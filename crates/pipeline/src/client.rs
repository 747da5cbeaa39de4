//! Stripe client wrapper

use std::sync::Arc;

use crate::error::{PipelineError, PipelineResult};

/// Stripe configuration loaded from the environment
#[derive(Debug, Clone)]
pub struct StripeConfig {
    /// Secret API key (sk_live_... / sk_test_...)
    pub secret_key: String,
    /// Webhook signing secret (whsec_...)
    pub webhook_secret: String,
}

impl StripeConfig {
    pub fn from_env() -> PipelineResult<Self> {
        let secret_key = std::env::var("STRIPE_SECRET_KEY")
            .map_err(|_| PipelineError::Config("STRIPE_SECRET_KEY not set".to_string()))?;
        let webhook_secret = std::env::var("STRIPE_WEBHOOK_SECRET")
            .map_err(|_| PipelineError::Config("STRIPE_WEBHOOK_SECRET not set".to_string()))?;

        Ok(Self {
            secret_key,
            webhook_secret,
        })
    }
}

/// Cheaply cloneable handle around the async-stripe client
#[derive(Clone)]
pub struct StripeClient {
    inner: stripe::Client,
    config: Arc<StripeConfig>,
}

impl StripeClient {
    pub fn new(config: StripeConfig) -> Self {
        Self {
            inner: stripe::Client::new(config.secret_key.clone()),
            config: Arc::new(config),
        }
    }

    pub fn from_env() -> PipelineResult<Self> {
        Ok(Self::new(StripeConfig::from_env()?))
    }

    pub fn inner(&self) -> &stripe::Client {
        &self.inner
    }

    pub fn config(&self) -> &StripeConfig {
        &self.config
    }
}
//! Webhook signature verification
//!
//! Both external providers sign their deliveries with HMAC-SHA256 over the
//! raw request body, but with different envelope formats:
//!
//! - the payments provider sends `t=<unix>,v1=<hex>` and signs
//!   `"{t}.{body}"` with a 5-minute timestamp tolerance
//! - the scheduling provider sends a bare hex digest of the body
//!
//! Verification happens before any state change. A rejected delivery logs
//! only the rejection itself, never payload contents.

use hmac::{Hmac, Mac};
use sha2::Sha256;
use subtle::ConstantTimeEq;

use crate::error::{PipelineError, PipelineResult};

type HmacSha256 = Hmac<Sha256>;

/// Maximum age of a timestamped signature before it is rejected as a replay.
const TIMESTAMP_TOLERANCE_SECS: i64 = 300;

/// Signature envelope format used by a provider.
#[derive(Debug, Clone, Copy, PartialEq, Eq)]
pub enum SignatureScheme {
    /// `t=<unix>,v1=<hex>` header; HMAC over `"{t}.{body}"`.
    TimestampedV1,
    /// Bare lowercase hex HMAC of the body.
    PlainHex,
}

/// Verifies inbound webhook signatures for one provider.
#[derive(Clone)]
pub struct SignatureVerifier {
    secret: String,
    scheme: SignatureScheme,
}

impl SignatureVerifier {
    pub fn new(secret: impl Into<String>, scheme: SignatureScheme) -> Self {
        Self {
            secret: secret.into(),
            scheme,
        }
    }

    /// Verify `header` against `payload`.
    ///
    /// Returns `Ok(())` only when the signature matches; every failure mode
    /// collapses to `SignatureInvalid` so callers cannot leak which part of
    /// the check failed.
    pub fn verify(&self, payload: &str, header: &str) -> PipelineResult<()> {
        match self.scheme {
            SignatureScheme::TimestampedV1 => self.verify_timestamped(payload, header, unix_now()),
            SignatureScheme::PlainHex => self.verify_plain_hex(payload, header),
        }
    }

    /// Timestamped verification with an injectable clock, used by tests.
    pub(crate) fn verify_timestamped(
        &self,
        payload: &str,
        header: &str,
        now: i64,
    ) -> PipelineResult<()> {
        // Parse the signature header: t=timestamp,v1=signature
        let mut timestamp: Option<i64> = None;
        let mut v1_signature: Option<&str> = None;

        for part in header.split(',') {
            let kv: Vec<&str> = part.splitn(2, '=').collect();
            if kv.len() == 2 {
                match kv[0] {
                    "t" => timestamp = kv[1].parse().ok(),
                    "v1" => v1_signature = Some(kv[1]),
                    _ => {}
                }
            }
        }

        let timestamp = timestamp.ok_or(PipelineError::SignatureInvalid)?;
        let v1_signature = v1_signature.ok_or(PipelineError::SignatureInvalid)?;

        if (now - timestamp).abs() > TIMESTAMP_TOLERANCE_SECS {
            tracing::warn!(
                age_secs = (now - timestamp).abs(),
                "Rejected webhook: signature timestamp outside tolerance"
            );
            return Err(PipelineError::SignatureInvalid);
        }

        let signed_payload = format!("{}.{}", timestamp, payload);
        let expected = self.compute_hex(signed_payload.as_bytes())?;

        constant_time_eq(expected.as_bytes(), v1_signature.as_bytes())
    }

    fn verify_plain_hex(&self, payload: &str, header: &str) -> PipelineResult<()> {
        let expected = self.compute_hex(payload.as_bytes())?;
        constant_time_eq(expected.as_bytes(), header.trim().as_bytes())
    }

    fn compute_hex(&self, message: &[u8]) -> PipelineResult<String> {
        // The payments provider's secret carries a "whsec_" prefix; the raw
        // remainder is the HMAC key.
        let key = self
            .secret
            .strip_prefix("whsec_")
            .unwrap_or(&self.secret);

        let mut mac = HmacSha256::new_from_slice(key.as_bytes())
            .map_err(|_| PipelineError::SignatureInvalid)?;
        mac.update(message);
        Ok(hex::encode(mac.finalize().into_bytes()))
    }
}

fn constant_time_eq(a: &[u8], b: &[u8]) -> PipelineResult<()> {
    if a.len() == b.len() && a.ct_eq(b).into() {
        Ok(())
    } else {
        tracing::warn!("Rejected webhook: signature mismatch");
        Err(PipelineError::SignatureInvalid)
    }
}

fn unix_now() -> i64 {
    time::OffsetDateTime::now_utc().unix_timestamp()
}

#[cfg(test)]
mod tests {
    use super::*;

    fn sign_hex(secret: &str, message: &str) -> String {
        let key = secret.strip_prefix("whsec_").unwrap_or(secret);
        let mut mac = HmacSha256::new_from_slice(key.as_bytes()).unwrap();
        mac.update(message.as_bytes());
        hex::encode(mac.finalize().into_bytes())
    }

    #[test]
    fn plain_hex_accepts_valid_signature() {
        let verifier = SignatureVerifier::new("cal-secret", SignatureScheme::PlainHex);
        let body = r#"{"triggerEvent":"BOOKING_CREATED"}"#;
        let sig = sign_hex("cal-secret", body);

        assert!(verifier.verify(body, &sig).is_ok());
    }

    #[test]
    fn plain_hex_rejects_tampered_body() {
        let verifier = SignatureVerifier::new("cal-secret", SignatureScheme::PlainHex);
        let sig = sign_hex("cal-secret", "original");

        assert!(matches!(
            verifier.verify("tampered", &sig),
            Err(PipelineError::SignatureInvalid)
        ));
    }

    #[test]
    fn plain_hex_rejects_wrong_secret() {
        let verifier = SignatureVerifier::new("right-secret", SignatureScheme::PlainHex);
        let sig = sign_hex("wrong-secret", "body");

        assert!(verifier.verify("body", &sig).is_err());
    }

    #[test]
    fn timestamped_accepts_fresh_signature() {
        let verifier = SignatureVerifier::new("whsec_abc123", SignatureScheme::TimestampedV1);
        let body = r#"{"id":"evt_1"}"#;
        let now = 1_700_000_000;
        let sig = sign_hex("whsec_abc123", &format!("{}.{}", now, body));
        let header = format!("t={},v1={}", now, sig);

        assert!(verifier.verify_timestamped(body, &header, now + 10).is_ok());
    }

    #[test]
    fn timestamped_rejects_stale_timestamp() {
        let verifier = SignatureVerifier::new("whsec_abc123", SignatureScheme::TimestampedV1);
        let body = "{}";
        let then = 1_700_000_000;
        let sig = sign_hex("whsec_abc123", &format!("{}.{}", then, body));
        let header = format!("t={},v1={}", then, sig);

        // 301 seconds later: outside the 5 minute tolerance
        assert!(verifier
            .verify_timestamped(body, &header, then + 301)
            .is_err());
    }

    #[test]
    fn timestamped_rejects_missing_v1() {
        let verifier = SignatureVerifier::new("whsec_abc123", SignatureScheme::TimestampedV1);
        assert!(verifier
            .verify_timestamped("{}", "t=1700000000", 1_700_000_000)
            .is_err());
    }
}
//! Shared infrastructure for the Mentora services.
//!
//! Database pool construction and the embedded migration set used by both
//! the API server and the background worker.

pub mod db;

pub use db::{create_migration_pool, create_pool, run_migrations};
——————
▸ **WHAT THE TASK REQUIRES**
In the listing, find all lines with the string "minute" and copy them.

▸ **PROBLEM SOLUTION**
//!   `"{t}.{body}"` with a 5-minute timestamp tolerance
        // 301 seconds later: outside the 5 minute tolerance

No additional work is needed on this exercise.